My little car cruised past the messy, splashing waterfall bounding over a cliff next to the interstate. For miles along I-70 through the Colorado mountains, waterfalls pounce down steep rocky hillsides. They are giddiest in the spring when runoff peaks, eagerly feeding rivers. Depending on which side of the Continental Divide you’re on, the water flows to either the Pacific Ocean or the Gulf of Mexico. So much rides on where a snowflake exits a cloud. Two feet to the west, it will thrill a drunk Vegas gambler as it leaps around a fountain. Two feet to the east, the snowflake might find itself reflecting fireflies in a bayou.
There was nobody to tell this sophomorically-profound nugget of wisdom. I was gazing straight at Mother Nature’s navel and had to contemplate the drastically different fates of water droplets, alone.
For most of the drive to my parents’ house, I was struck by the silent ease. I was my own DJ, playing a Pandora station I created long ago called Summer in Berlin after the Alphaville song. Nobody protested the 80s New Wave/New Romantic audial spree soundtrack. I could wail like a flouncy-shirted, sharp-cheekboned British man about melting with you in Rio. I enjoyed the silence.
Nobody was there to write down my shouted “KENTUCKY” after I read it on a license plate of a car I passed. There was no official State License Plate Listkeeper. I wondered if I could remember all of them and write them down later, for nobody.
When I stopped at the top of Vail Pass to visit the rest area, I didn’t have to shepherd anyone out, worried if the toilets flushed or didn’t. I’d deal either way, but was happy to send a contribution to a ridiculous desert golf course near the Arizona/Nevada border. Throughout the drive, I’d catch myself thinking of things to ask or tell children who weren’t there. Hungry? This is where bighorn sheep like to hang out. Potty? Who is asleep? 45 more minutes. Cool enough? Was that license plate for New York?
My identity is so thickly ensconced in being a mother that even when alone for hours, I continued doling out thoughts and anticipating situations that were impossible. The last time I drove from east to west on I-70, alone, I was a college student and still a child in many ways. I sang the same songs, but the British men were dads and husbands of models. Now, they are grandfathers and ex-husbands of ex-models. I didn’t need to stop at rest stops because I hadn’t carried and birthed a zillion children. If there was a bighorn sheep, the only way I’d notice was if I hit one.

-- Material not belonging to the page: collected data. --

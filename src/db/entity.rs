//! Entity Module
//!
//! The capability contract every persisted record type implements, and the
//! identity/audit fields shared by all of them.

use chrono::{DateTime, Utc};
use serde::{Deserialize, Serialize};
use sqlx::any::AnyRow;
use sqlx::{FromRow, Row};
use uuid::Uuid;

use crate::db::Value;

// == Entity ==
/// A record type stored in a named table.
///
/// Implementors embed a [`Base`] and decode themselves from an [`AnyRow`]
/// (usually by calling [`Base::from_row`] for the shared columns).
pub trait Entity: for<'r> FromRow<'r, AnyRow> + Send + Sync + Unpin + 'static {
    /// Whether removal sets `deleted_at` instead of deleting the row.
    const SOFT_DELETE: bool = true;

    /// Storage location of this entity. Must be a plain SQL identifier.
    fn table_name() -> &'static str;

    fn base(&self) -> &Base;

    fn base_mut(&mut self) -> &mut Base;

    /// The entity's own columns, excluding the [`Base`] columns.
    ///
    /// `Value::Null` entries are skipped on insert and update, so optional
    /// fields left unset keep their stored or default value.
    fn values(&self) -> Vec<(&'static str, Value)>;

    /// Identifier, once assigned.
    fn id(&self) -> Option<Uuid> {
        self.base().id
    }
}

// == Base ==
/// Identity and audit columns shared by every entity.
#[derive(Debug, Clone, Default, PartialEq, Eq, Serialize, Deserialize)]
pub struct Base {
    pub id: Option<Uuid>,
    pub created_at: DateTime<Utc>,
    pub updated_at: DateTime<Utc>,
    pub deleted_at: Option<DateTime<Utc>>,
}

impl Base {
    // == Before Create ==
    /// Assigns an identifier if none is set and stamps the audit times.
    ///
    /// Returns the identifier the record will be persisted under.
    pub fn before_create(&mut self, now: DateTime<Utc>) -> Uuid {
        let id = *self.id.get_or_insert_with(Uuid::new_v4);
        if self.created_at == DateTime::<Utc>::default() {
            self.created_at = now;
        }
        self.updated_at = now;
        id
    }

    /// Columns written on insert, in table order.
    pub(crate) fn insert_values(&self) -> Vec<(&'static str, Value)> {
        let mut values = vec![
            ("id", Value::from(self.id)),
            ("created_at", Value::from(self.created_at)),
            ("updated_at", Value::from(self.updated_at)),
        ];
        if let Some(deleted_at) = self.deleted_at {
            values.push(("deleted_at", Value::from(deleted_at)));
        }
        values
    }

    // == From Row ==
    /// Decodes `id`, `created_at`, `updated_at` and `deleted_at`.
    pub fn from_row(row: &AnyRow) -> Result<Self, sqlx::Error> {
        let id: String = row.try_get("id")?;
        let id = Uuid::parse_str(&id).map_err(|e| sqlx::Error::ColumnDecode {
            index: "id".to_string(),
            source: Box::new(e),
        })?;

        let deleted_at: Option<i64> = row.try_get("deleted_at")?;

        Ok(Self {
            id: Some(id),
            created_at: millis_to_datetime("created_at", row.try_get("created_at")?)?,
            updated_at: millis_to_datetime("updated_at", row.try_get("updated_at")?)?,
            deleted_at: deleted_at
                .map(|ms| millis_to_datetime("deleted_at", ms))
                .transpose()?,
        })
    }
}

fn millis_to_datetime(column: &str, ms: i64) -> Result<DateTime<Utc>, sqlx::Error> {
    DateTime::from_timestamp_millis(ms).ok_or_else(|| sqlx::Error::ColumnDecode {
        index: column.to_string(),
        source: format!("timestamp out of range: {ms}").into(),
    })
}

/// Current time truncated to the millisecond precision the store keeps.
pub(crate) fn now_millis() -> DateTime<Utc> {
    let now = Utc::now();
    DateTime::from_timestamp_millis(now.timestamp_millis()).unwrap_or(now)
}
//! TTL Cleanup Task
//!
//! Background task that periodically purges expired entries from a
//! [`MemoryBackend`]. Reads already hide expired keys; this bounds memory.

use std::time::Duration;

use tokio::task::JoinHandle;
use tracing::{debug, info};

use crate::cache::MemoryBackend;

/// Spawns a background task that purges expired entries every `interval`.
///
/// The returned handle can be aborted on shutdown.
///
/// # Example
/// ```ignore
/// let backend = MemoryBackend::new();
/// let cleanup_handle = spawn_cleanup_task(backend.clone(), Duration::from_secs(1));
/// // Later, during shutdown:
/// cleanup_handle.abort();
/// ```
pub fn spawn_cleanup_task(backend: MemoryBackend, interval: Duration) -> JoinHandle<()> {
    tokio::spawn(async move {
        info!(interval = ?interval, "starting TTL cleanup task");

        loop {
            tokio::time::sleep(interval).await;

            let removed = backend.cleanup_expired().await;

            if removed > 0 {
                info!("TTL cleanup: removed {} expired entries", removed);
            } else {
                debug!("TTL cleanup: no expired entries found");
            }
        }
    })
}

#[cfg(test)]
mod tests {
    use super::*;
    use crate::cache::CacheBackend;

    #[tokio::test]
    async fn test_cleanup_task_removes_expired_entries() {
        let backend = MemoryBackend::new();
        backend
            .set("expire_soon", "value".to_string(), 1)
            .await
            .unwrap();

        let handle = spawn_cleanup_task(backend.clone(), Duration::from_millis(200));

        tokio::time::sleep(Duration::from_millis(1600)).await;

        assert_eq!(backend.len().await, 0, "Expired entry should have been purged");

        handle.abort();
    }

    #[tokio::test]
    async fn test_cleanup_task_preserves_valid_entries() {
        let backend = MemoryBackend::new();
        backend
            .set("long_lived", "value".to_string(), 3600)
            .await
            .unwrap();

        let handle = spawn_cleanup_task(backend.clone(), Duration::from_millis(100));

        tokio::time::sleep(Duration::from_millis(350)).await;

        assert_eq!(
            backend.get("long_lived").await.unwrap(),
            Some("value".to_string())
        );

        handle.abort();
    }

    #[tokio::test]
    async fn test_cleanup_task_can_be_aborted() {
        let handle = spawn_cleanup_task(MemoryBackend::new(), Duration::from_secs(1));

        handle.abort();

        tokio::time::sleep(Duration::from_millis(100)).await;
        assert!(handle.is_finished(), "Task should be finished after abort");
    }
}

Also, as a college student, I wasn’t thinking about my mom who was—at that very moment—in an operating room under general anesthesia having a body part screwed and wired back together because she fell. I was thinking about how to hide my smoking habit from her and did she have enough detergent for all the laundry I brought?

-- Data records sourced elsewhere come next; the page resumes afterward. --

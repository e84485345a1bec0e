//! Logging setup for applications embedding the SDK.

use tracing_subscriber::{layer::SubscriberExt, util::SubscriberInitExt, EnvFilter};

/// Installs a global tracing subscriber with an env filter and a fmt layer.
///
/// `RUST_LOG` takes precedence; otherwise the SDK logs at `info`, or at
/// `debug` (including SQL statements) when `is_debug` is set. Returns `false`
/// if a global subscriber was already installed.
pub fn init(is_debug: bool) -> bool {
    let default_directive = if is_debug {
        "repository_sdk=debug,sqlx=debug"
    } else {
        "repository_sdk=info"
    };

    tracing_subscriber::registry()
        .with(EnvFilter::try_from_default_env().unwrap_or_else(|_| default_directive.into()))
        .with(tracing_subscriber::fmt::layer())
        .try_init()
        .is_ok()
}
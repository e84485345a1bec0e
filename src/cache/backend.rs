//! Cache Backend Module
//!
//! The primitive command surface the cache repository is built on.

use std::collections::HashMap;

use async_trait::async_trait;

use crate::error::CacheResult;

// == Cache Backend ==
/// Primitive cache commands. TTLs are in seconds.
///
/// Implementations follow Redis semantics: missing keys read as `None` or
/// empty, removals of missing keys succeed, and commands against a key of
/// another type fail with a store error.
#[async_trait]
pub trait CacheBackend: Send + Sync {
    /// `SET`, with `EX ttl_seconds` when non-zero.
    async fn set(&self, key: &str, value: String, ttl_seconds: u64) -> CacheResult<()>;

    /// `GET`
    async fn get(&self, key: &str) -> CacheResult<Option<String>>;

    /// `DEL`
    async fn del(&self, key: &str) -> CacheResult<()>;

    /// `HSET key field value [field value ...]`
    async fn hset(&self, key: &str, fields: &HashMap<String, String>) -> CacheResult<()>;

    /// `HGET`
    async fn hget(&self, key: &str, field: &str) -> CacheResult<Option<String>>;

    /// `HGETALL`; empty when the key is missing.
    async fn hgetall(&self, key: &str) -> CacheResult<HashMap<String, String>>;

    /// `HDEL`
    async fn hdel(&self, key: &str, field: &str) -> CacheResult<()>;

    /// `SADD`
    async fn sadd(&self, key: &str, members: &[String]) -> CacheResult<()>;

    /// `SREM`
    async fn srem(&self, key: &str, member: &str) -> CacheResult<()>;

    /// `SISMEMBER`
    async fn sismember(&self, key: &str, member: &str) -> CacheResult<bool>;

    /// `EXPIRE`; returns whether the key existed.
    async fn expire(&self, key: &str, ttl_seconds: u64) -> CacheResult<bool>;

    /// `EXISTS`
    async fn exists(&self, key: &str) -> CacheResult<bool>;
}
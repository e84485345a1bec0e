//! Cache Repository Module
//!
//! Value, hash-field and set operations over a [`CacheBackend`], each bounded
//! by its own timeout. Values are JSON-encoded on write and decoded on read.

use std::collections::HashMap;
use std::future::Future;
use std::time::Duration;

use serde::de::DeserializeOwned;
use serde::Serialize;
use tracing::{debug, warn};

use crate::cache::{CacheBackend, RedisBackend};
use crate::config::{CacheConfig, DEFAULT_TIMEOUT_SECS};
use crate::error::{CacheError, CacheResult};

/// TTL value meaning "no expiration" on writes.
pub const KEEP_TTL: u64 = 0;

// == Cache Repository ==
/// Typed cache operations over a backend.
#[derive(Debug, Clone)]
pub struct CacheRepository<B> {
    backend: B,
    timeout: Duration,
}

impl CacheRepository<RedisBackend> {
    /// Connects to Redis and applies the configured command timeout.
    pub async fn connect(config: &CacheConfig) -> CacheResult<Self> {
        let backend = RedisBackend::connect(config).await?;
        Ok(Self::new(backend).with_timeout(config.command_timeout()))
    }
}

impl<B: CacheBackend> CacheRepository<B> {
    // == Constructor ==
    /// Wraps `backend` with the default per-call timeout.
    pub fn new(backend: B) -> Self {
        Self {
            backend,
            timeout: Duration::from_secs(DEFAULT_TIMEOUT_SECS),
        }
    }

    /// Replaces the per-call timeout.
    pub fn with_timeout(mut self, timeout: Duration) -> Self {
        self.timeout = timeout;
        self
    }

    pub fn timeout(&self) -> Duration {
        self.timeout
    }

    pub fn backend(&self) -> &B {
        &self.backend
    }

    /// Runs one operation under the timeout.
    async fn run<T, Fut>(&self, op: &'static str, key: &str, fut: Fut) -> CacheResult<T>
    where
        Fut: Future<Output = CacheResult<T>>,
    {
        debug!(op, key, "cache call");
        match tokio::time::timeout(self.timeout, fut).await {
            Ok(result) => result,
            Err(_) => {
                warn!(op, key, timeout = ?self.timeout, "cache call timed out");
                Err(CacheError::Timeout(self.timeout))
            }
        }
    }

    /// Refreshes the key's expiry when `ttl` is non-zero.
    async fn refresh_ttl(&self, key: &str, ttl: u64) -> CacheResult<()> {
        if ttl > 0 {
            self.backend.expire(key, ttl).await?;
        }
        Ok(())
    }

    // == Values ==
    /// Stores `value` as JSON under `key`. A `ttl` of [`KEEP_TTL`] means no
    /// expiration.
    pub async fn save_value<V>(&self, key: &str, value: &V, ttl: u64) -> CacheResult<()>
    where
        V: Serialize + ?Sized,
    {
        let encoded = serde_json::to_string(value).map_err(CacheError::Serialization)?;
        self.run("save_value", key, self.backend.set(key, encoded, ttl))
            .await
    }

    /// Reads and decodes the value under `key`.
    pub async fn get_value<V: DeserializeOwned>(&self, key: &str) -> CacheResult<V> {
        let raw = self
            .run("get_value", key, self.backend.get(key))
            .await?
            .ok_or_else(|| CacheError::NotFound(key.to_string()))?;
        serde_json::from_str(&raw).map_err(CacheError::Deserialization)
    }

    /// Removes `key`. Succeeds when it is already absent.
    pub async fn remove_value(&self, key: &str) -> CacheResult<()> {
        self.run("remove_value", key, self.backend.del(key)).await
    }

    // == Hashes ==
    /// Sets one hash field. A non-zero `ttl` refreshes the whole key's expiry.
    pub async fn save_hash_field(&self, key: &str, field: &str, value: &str, ttl: u64) -> CacheResult<()> {
        let fields = HashMap::from([(field.to_string(), value.to_string())]);
        self.save_all_hash_fields(key, &fields, ttl).await
    }

    /// Sets every field in `fields`. A non-zero `ttl` refreshes the whole
    /// key's expiry.
    pub async fn save_all_hash_fields(
        &self,
        key: &str,
        fields: &HashMap<String, String>,
        ttl: u64,
    ) -> CacheResult<()> {
        self.run("save_hash_fields", key, async {
            self.backend.hset(key, fields).await?;
            self.refresh_ttl(key, ttl).await
        })
        .await
    }

    pub async fn get_hash_field(&self, key: &str, field: &str) -> CacheResult<String> {
        self.run("get_hash_field", key, self.backend.hget(key, field))
            .await?
            .ok_or_else(|| CacheError::NotFound(format!("{key}.{field}")))
    }

    /// Returns every field of the hash. A missing or empty hash is not found.
    pub async fn get_all_hash_fields(&self, key: &str) -> CacheResult<HashMap<String, String>> {
        let fields = self
            .run("get_all_hash_fields", key, self.backend.hgetall(key))
            .await?;
        if fields.is_empty() {
            return Err(CacheError::NotFound(key.to_string()));
        }
        Ok(fields)
    }

    /// Removes one hash field. Succeeds when it is already absent.
    pub async fn remove_hash_field(&self, key: &str, field: &str) -> CacheResult<()> {
        self.run("remove_hash_field", key, self.backend.hdel(key, field))
            .await
    }

    // == Sets ==
    /// Adds members to the set. A non-zero `ttl` refreshes the whole key's
    /// expiry.
    pub async fn add_set_member<M: AsRef<str>>(&self, key: &str, ttl: u64, members: &[M]) -> CacheResult<()> {
        let members: Vec<String> = members.iter().map(|m| m.as_ref().to_string()).collect();
        self.run("add_set_member", key, async {
            self.backend.sadd(key, &members).await?;
            self.refresh_ttl(key, ttl).await
        })
        .await
    }

    /// Removes a member. Succeeds when it is already absent.
    pub async fn remove_set_member(&self, key: &str, member: &str) -> CacheResult<()> {
        self.run("remove_set_member", key, self.backend.srem(key, member))
            .await
    }

    pub async fn check_set_member(&self, key: &str, member: &str) -> CacheResult<bool> {
        self.run("check_set_member", key, self.backend.sismember(key, member))
            .await
    }

    // == Keys ==
    /// Sets the expiry of an existing key. A missing key is a no-op; a `ttl`
    /// of zero expires the key immediately.
    pub async fn set_expire(&self, key: &str, ttl: u64) -> CacheResult<()> {
        self.run("set_expire", key, self.backend.expire(key, ttl))
            .await
            .map(|_| ())
    }

    pub async fn exists(&self, key: &str) -> CacheResult<bool> {
        self.run("exists", key, self.backend.exists(key)).await
    }
}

When I arrived in Grand Junction, I drove straight to the hospital. I went to her room on the eighth floor, but it was empty. I guessed she was still in surgery, so I rode the elevator back down to look for my dad and news. Where was he? My mom was hidden behind swinging doors protected by stern, badged people behind desks. He wasn’t in the waiting room. I began to wander. There were lots of people, but nobody I wanted to see. So much of the nobody that day, nobodies everywhere. I needed my somebodies—my kids and husband, my dad, my mom.

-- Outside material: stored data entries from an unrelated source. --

//! Pagination Module
//!
//! Page-size clamping, offset math and result bookkeeping for list queries.

use serde::{Deserialize, Serialize};

/// Smallest page size a list query will use.
pub const MIN_ITEMS_PER_PAGE: i64 = 10;

/// Largest page size a list query will use.
pub const MAX_ITEMS_PER_PAGE: i64 = 100;

// == Pagination Metadata ==
/// Caller-owned page request that the repository fills with result counts.
///
/// The accessor methods normalize the raw fields in place, so a value read
/// back after a list query reflects the page that was actually served.
#[derive(Debug, Clone, Default, PartialEq, Eq, Serialize, Deserialize)]
pub struct PaginationMetadata {
    /// Requested page size, clamped to [10, 100] on use
    pub items_per_page: i64,
    /// Number of records on the returned page
    pub item_count: i64,
    /// Number of records matching the query across all pages
    pub total_item: i64,
    /// Requested page (1-based), clamped to >= 1 on use
    pub current_page: i64,
    /// Number of pages at the effective page size
    pub total_page: i64,
}

impl PaginationMetadata {
    // == Constructor ==
    /// Creates a page request. Out-of-range values are clamped on use.
    pub fn new(current_page: i64, items_per_page: i64) -> Self {
        Self {
            items_per_page,
            current_page,
            ..Self::default()
        }
    }

    // == Items Per Page ==
    /// Returns the page size clamped into [10, 100], storing it back.
    pub fn effective_items_per_page(&mut self) -> i64 {
        self.items_per_page = self
            .items_per_page
            .clamp(MIN_ITEMS_PER_PAGE, MAX_ITEMS_PER_PAGE);
        self.items_per_page
    }

    // == Current Page ==
    /// Returns the current page clamped to at least 1, storing it back.
    pub fn effective_current_page(&mut self) -> i64 {
        self.current_page = self.current_page.max(1);
        self.current_page
    }

    // == Normalize ==
    /// Clamps both request fields once. Idempotent.
    pub fn normalize(&mut self) {
        self.effective_items_per_page();
        self.effective_current_page();
    }

    // == Offset ==
    /// Number of records to skip for the current page. Never negative.
    pub fn offset(&mut self) -> i64 {
        let page = self.effective_current_page();
        let per_page = self.effective_items_per_page();
        (page - 1).saturating_mul(per_page)
    }

    // == Apply Count ==
    /// Records the total match count and derives the page count from it.
    pub fn apply_count(&mut self, total_item: i64) {
        let per_page = self.effective_items_per_page();
        self.total_item = total_item.max(0);
        self.total_page = self.total_item / per_page + i64::from(self.total_item % per_page != 0);
    }

    // == Apply Page Length ==
    /// Records how many records the fetched page holds.
    pub fn apply_page_len(&mut self, len: usize) {
        self.item_count = i64::try_from(len).unwrap_or(i64::MAX);
    }
}
//! Command-line argument definitions for the statement processor.
//!
//! Defines the CLI interface using the clap derive API: a `convert`
//! command for the statement-to-CSV batch conversion, plus the `merge`
//! and `archive` companions operating on converted outputs.

use clap::{Parser, Subcommand};
use std::path::PathBuf;

use crate::error::{BillError, Result};

/// CLI arguments for the statement processor
///
/// Converts pipe-delimited brokerage statement text files into normalized
/// balance, position and trade CSV tables.
#[derive(Debug, Clone, Parser)]
#[command(
    name = "bill-processor",
    version,
    about = "Convert pipe-delimited brokerage statements into normalized CSV tables",
    long_about = "Converts fixed-layout brokerage statement text files into normalized \
                  CSV outputs (account balances, open positions, trade confirmations), \
                  and optionally merges per-account tables from two directories and \
                  bundles the results into zip archives."
)]
pub struct Args {
    #[command(subcommand)]
    pub command: Option<Commands>,
}

/// Available subcommands for the statement processor
#[derive(Debug, Clone, Subcommand)]
pub enum Commands {
    /// Convert statement text files into CSV tables (main command)
    Convert(ConvertArgs),
    /// Merge per-account CSV tables from a main and a sub directory
    Merge(MergeArgs),
    /// Bundle converted CSV tables into zip archives
    Archive(ArchiveArgs),
}

/// Arguments for the convert command
#[derive(Debug, Clone, Parser)]
pub struct ConvertArgs {
    /// Folder holding the statement .txt files
    #[arg(
        short = 's',
        long = "src",
        value_name = "PATH",
        default_value = "./src",
        help = "Source folder holding statement text files"
    )]
    pub source_path: PathBuf,

    /// Destination folder for the generated CSV tables
    ///
    /// An existing destination is cleared before converting; pass --force
    /// to skip the confirmation prompt.
    #[arg(
        short = 'd',
        long = "dst",
        value_name = "PATH",
        default_value = "./dst",
        help = "Destination folder for generated CSV tables"
    )]
    pub destination_path: PathBuf,

    /// Number of statement files converted concurrently
    ///
    /// Defaults to the number of CPU cores, capped at 8.
    #[arg(
        short = 'j',
        long = "workers",
        value_name = "COUNT",
        help = "Number of files converted concurrently"
    )]
    pub workers: Option<usize>,

    /// Abort the whole batch on the first failed file
    ///
    /// By default per-file errors are collected and reported while the
    /// remaining files continue converting.
    #[arg(long = "fail-fast", help = "Abort the batch on the first failed file")]
    pub fail_fast: bool,

    /// Clear an existing destination folder without asking
    #[arg(long = "force", help = "Clear an existing destination without asking")]
    pub force: bool,

    /// Logging verbosity level
    #[arg(
        short = 'v',
        long = "verbose",
        action = clap::ArgAction::Count,
        help = "Increase logging verbosity (-v: info, -vv: debug, -vvv: trace)"
    )]
    pub verbose: u8,

    /// Suppress output except errors
    #[arg(
        short = 'q',
        long = "quiet",
        help = "Suppress output except errors",
        conflicts_with = "verbose"
    )]
    pub quiet: bool,
}

/// Arguments for the merge command
#[derive(Debug, Clone, Parser)]
pub struct MergeArgs {
    /// Folder holding the main account's converted tables
    #[arg(
        long = "main",
        value_name = "PATH",
        default_value = "./dst",
        help = "Folder holding the main account's tables"
    )]
    pub main_path: PathBuf,

    /// Folder holding the sub accounts' converted tables
    #[arg(
        long = "sub",
        value_name = "PATH",
        default_value = "./dst_sub",
        help = "Folder holding the sub accounts' tables"
    )]
    pub sub_path: PathBuf,

    /// Destination folder for the merged tables
    #[arg(
        long = "dest",
        value_name = "PATH",
        default_value = "./dst_merge",
        help = "Destination folder for merged tables"
    )]
    pub destination_path: PathBuf,

    /// Logging verbosity level
    #[arg(
        short = 'v',
        long = "verbose",
        action = clap::ArgAction::Count,
        help = "Increase logging verbosity (-v: info, -vv: debug, -vvv: trace)"
    )]
    pub verbose: u8,
}

/// Arguments for the archive command
#[derive(Debug, Clone, Parser)]
pub struct ArchiveArgs {
    /// Folder holding the main account's converted tables
    #[arg(
        long = "main",
        value_name = "PATH",
        default_value = "./dst",
        help = "Folder holding the main account's tables"
    )]
    pub main_path: PathBuf,

    /// Folder holding the sub accounts' converted tables
    #[arg(
        long = "sub",
        value_name = "PATH",
        default_value = "./dst_sub",
        help = "Folder holding the sub accounts' tables"
    )]
    pub sub_path: PathBuf,

    /// Destination folder for the zip archives
    #[arg(
        long = "dest",
        value_name = "PATH",
        default_value = "./dst_zip",
        help = "Destination folder for zip archives"
    )]
    pub destination_path: PathBuf,

    /// Logging verbosity level
    #[arg(
        short = 'v',
        long = "verbose",
        action = clap::ArgAction::Count,
        help = "Increase logging verbosity (-v: info, -vv: debug, -vvv: trace)"
    )]
    pub verbose: u8,
}

impl ConvertArgs {
    /// Validate the convert command arguments for consistency
    pub fn validate(&self) -> Result<()> {
        if !self.source_path.exists() {
            return Err(BillError::Configuration {
                message: format!("Source path does not exist: {}", self.source_path.display()),
            });
        }

        if !self.source_path.is_dir() {
            return Err(BillError::Configuration {
                message: format!(
                    "Source path is not a directory: {}",
                    self.source_path.display()
                ),
            });
        }

        if let Some(workers) = self.workers {
            if workers == 0 {
                return Err(BillError::Configuration {
                    message: "Number of workers must be greater than 0".to_string(),
                });
            }
            if workers > 100 {
                return Err(BillError::Configuration {
                    message: "Number of workers cannot exceed 100".to_string(),
                });
            }
        }

        Ok(())
    }

    /// Determine the appropriate log level based on verbosity flags
    pub fn get_log_level(&self) -> &'static str {
        if self.quiet {
            "error"
        } else {
            verbosity_level(self.verbose)
        }
    }
}

impl MergeArgs {
    /// Validate the merge command arguments for consistency
    pub fn validate(&self) -> Result<()> {
        validate_input_dir("Main path", &self.main_path)?;
        validate_input_dir("Sub path", &self.sub_path)
    }

    /// Determine the appropriate log level based on verbosity flags
    pub fn get_log_level(&self) -> &'static str {
        verbosity_level(self.verbose)
    }
}

impl ArchiveArgs {
    /// Validate the archive command arguments for consistency
    pub fn validate(&self) -> Result<()> {
        validate_input_dir("Main path", &self.main_path)
    }

    /// Determine the appropriate log level based on verbosity flags
    pub fn get_log_level(&self) -> &'static str {
        verbosity_level(self.verbose)
    }
}

fn verbosity_level(verbose: u8) -> &'static str {
    match verbose {
        0 => "warn",
        1 => "info",
        2 => "debug",
        _ => "trace",
    }
}

fn validate_input_dir(label: &str, path: &std::path::Path) -> Result<()> {
    if !path.is_dir() {
        return Err(BillError::Configuration {
            message: format!("{label} is not an existing directory: {}", path.display()),
        });
    }
    Ok(())
}

#[cfg(test)]
mod tests {
    use super::*;
    use tempfile::TempDir;

    fn convert_args(source: PathBuf) -> ConvertArgs {
        ConvertArgs {
            source_path: source,
            destination_path: PathBuf::from("./dst"),
            workers: None,
            fail_fast: false,
            force: false,
            verbose: 0,
            quiet: false,
        }
    }

    #[test]
    fn test_convert_args_validation() {
        let temp_dir = TempDir::new().unwrap();
        let args = convert_args(temp_dir.path().to_path_buf());
        assert!(args.validate().is_ok());

        let mut invalid = args.clone();
        invalid.workers = Some(0);
        assert!(invalid.validate().is_err());

        let mut invalid = args.clone();
        invalid.workers = Some(101);
        assert!(invalid.validate().is_err());

        let mut invalid = args;
        invalid.source_path = PathBuf::from("/nonexistent/path");
        assert!(invalid.validate().is_err());
    }

    #[test]
    fn test_log_level() {
        let temp_dir = TempDir::new().unwrap();
        let mut args = convert_args(temp_dir.path().to_path_buf());

        assert_eq!(args.get_log_level(), "warn");
        args.verbose = 1;
        assert_eq!(args.get_log_level(), "info");
        args.verbose = 2;
        assert_eq!(args.get_log_level(), "debug");
        args.verbose = 3;
        assert_eq!(args.get_log_level(), "trace");

        args.verbose = 0;
        args.quiet = true;
        assert_eq!(args.get_log_level(), "error");
    }

    #[test]
    fn test_parse_convert_command() {
        let args = Args::try_parse_from([
            "bill-processor",
            "convert",
            "--src",
            "/tmp/statements",
            "--fail-fast",
            "-j",
            "4",
        ])
        .unwrap();

        match args.command {
            Some(Commands::Convert(convert)) => {
                assert_eq!(convert.source_path, PathBuf::from("/tmp/statements"));
                assert!(convert.fail_fast);
                assert_eq!(convert.workers, Some(4));
            }
            other => panic!("expected convert command, got {other:?}"),
        }
    }

    #[test]
    fn test_parse_merge_defaults() {
        let args = Args::try_parse_from(["bill-processor", "merge"]).unwrap();
        match args.command {
            Some(Commands::Merge(merge)) => {
                assert_eq!(merge.main_path, PathBuf::from("./dst"));
                assert_eq!(merge.sub_path, PathBuf::from("./dst_sub"));
                assert_eq!(merge.destination_path, PathBuf::from("./dst_merge"));
            }
            other => panic!("expected merge command, got {other:?}"),
        }
    }
}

I found my dad after a few minutes. My mom was in recovery and would be for awhile. We went to the hospital’s cafe and I bought a sandwich. We sat and he pulled folded papers from the back pocket of his jeans. They were copies of x-rays. My mom’s right knee cap looked like a desperately hungry bird’s gaping beak. It was split completely with smaller bits floating around.
“Wow!” was all I could say. Just wow. That had to hurt, my God! I looked at the images until I came to something new.
Screws and wires seemingly hovering over two long leg bones. She had been put back together, the one who expressed how worried she was about me driving over, claiming it was unnecessary, they’d be fine.
Still my mother, always my mother, beautifully my mother, even though I hadn’t been in her backseat in ages.
Recently spent less than a day without our boys and I couldn’t quite get them out of my head, my thoughts, my every action. What parent can’t relate?
So glad your Mum is on the road to recovery. I bet she’ll read this and smile…
Your writing takes my breath away. Beautiful.
Thank you, Kira. I’m glad to see you!
Just wait till your youngest are teens. You will reflexivly say, “Look! Sheep!” (or kentucky or waterfall or whatever) and your kids will say, “Really, Mom?” Don’t ask how I know this.